*What you have to do*
Retrieve every line of the data holding the word "StoreConfig".

*Data for this exercise*

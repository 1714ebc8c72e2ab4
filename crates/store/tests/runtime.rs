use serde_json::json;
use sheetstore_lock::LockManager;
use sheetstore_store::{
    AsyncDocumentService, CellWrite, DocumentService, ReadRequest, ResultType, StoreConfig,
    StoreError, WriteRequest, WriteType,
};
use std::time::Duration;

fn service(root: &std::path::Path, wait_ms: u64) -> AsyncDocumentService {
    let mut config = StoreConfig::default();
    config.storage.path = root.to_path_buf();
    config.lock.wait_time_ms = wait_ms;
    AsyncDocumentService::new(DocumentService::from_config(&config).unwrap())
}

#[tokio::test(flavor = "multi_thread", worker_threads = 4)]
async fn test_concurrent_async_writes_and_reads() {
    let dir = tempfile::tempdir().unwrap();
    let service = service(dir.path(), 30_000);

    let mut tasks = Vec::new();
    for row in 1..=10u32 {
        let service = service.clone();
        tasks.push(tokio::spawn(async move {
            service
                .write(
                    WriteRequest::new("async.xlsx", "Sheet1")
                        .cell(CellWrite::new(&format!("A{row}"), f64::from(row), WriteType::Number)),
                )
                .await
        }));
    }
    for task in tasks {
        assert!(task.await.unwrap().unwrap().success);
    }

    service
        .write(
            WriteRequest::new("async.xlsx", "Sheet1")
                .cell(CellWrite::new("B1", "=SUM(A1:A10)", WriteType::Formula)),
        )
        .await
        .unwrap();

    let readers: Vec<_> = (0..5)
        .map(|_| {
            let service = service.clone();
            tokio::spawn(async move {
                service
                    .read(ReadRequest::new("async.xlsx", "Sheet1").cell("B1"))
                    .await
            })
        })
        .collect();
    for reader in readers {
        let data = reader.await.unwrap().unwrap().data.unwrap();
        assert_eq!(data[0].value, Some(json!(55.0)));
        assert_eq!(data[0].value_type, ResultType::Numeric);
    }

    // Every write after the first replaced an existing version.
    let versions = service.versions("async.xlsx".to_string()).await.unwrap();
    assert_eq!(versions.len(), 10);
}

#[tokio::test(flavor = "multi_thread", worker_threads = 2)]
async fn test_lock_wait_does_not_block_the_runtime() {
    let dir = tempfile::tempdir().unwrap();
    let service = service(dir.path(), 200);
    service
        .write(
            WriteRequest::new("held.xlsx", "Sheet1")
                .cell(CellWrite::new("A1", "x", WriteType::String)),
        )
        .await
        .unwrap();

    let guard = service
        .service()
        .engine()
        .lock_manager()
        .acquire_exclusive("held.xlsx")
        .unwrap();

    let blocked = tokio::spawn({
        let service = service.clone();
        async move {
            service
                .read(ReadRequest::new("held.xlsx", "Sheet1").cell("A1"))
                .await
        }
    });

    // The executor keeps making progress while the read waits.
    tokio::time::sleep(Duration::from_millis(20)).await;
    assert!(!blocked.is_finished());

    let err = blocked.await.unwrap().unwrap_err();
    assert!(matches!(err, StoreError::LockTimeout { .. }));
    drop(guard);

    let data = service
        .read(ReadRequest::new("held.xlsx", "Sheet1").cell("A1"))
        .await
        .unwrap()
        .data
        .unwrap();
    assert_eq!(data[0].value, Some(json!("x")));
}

*Answer section*
    AsyncDocumentService, CellWrite, DocumentService, ReadRequest, ResultType, StoreConfig,
    let mut config = StoreConfig::default();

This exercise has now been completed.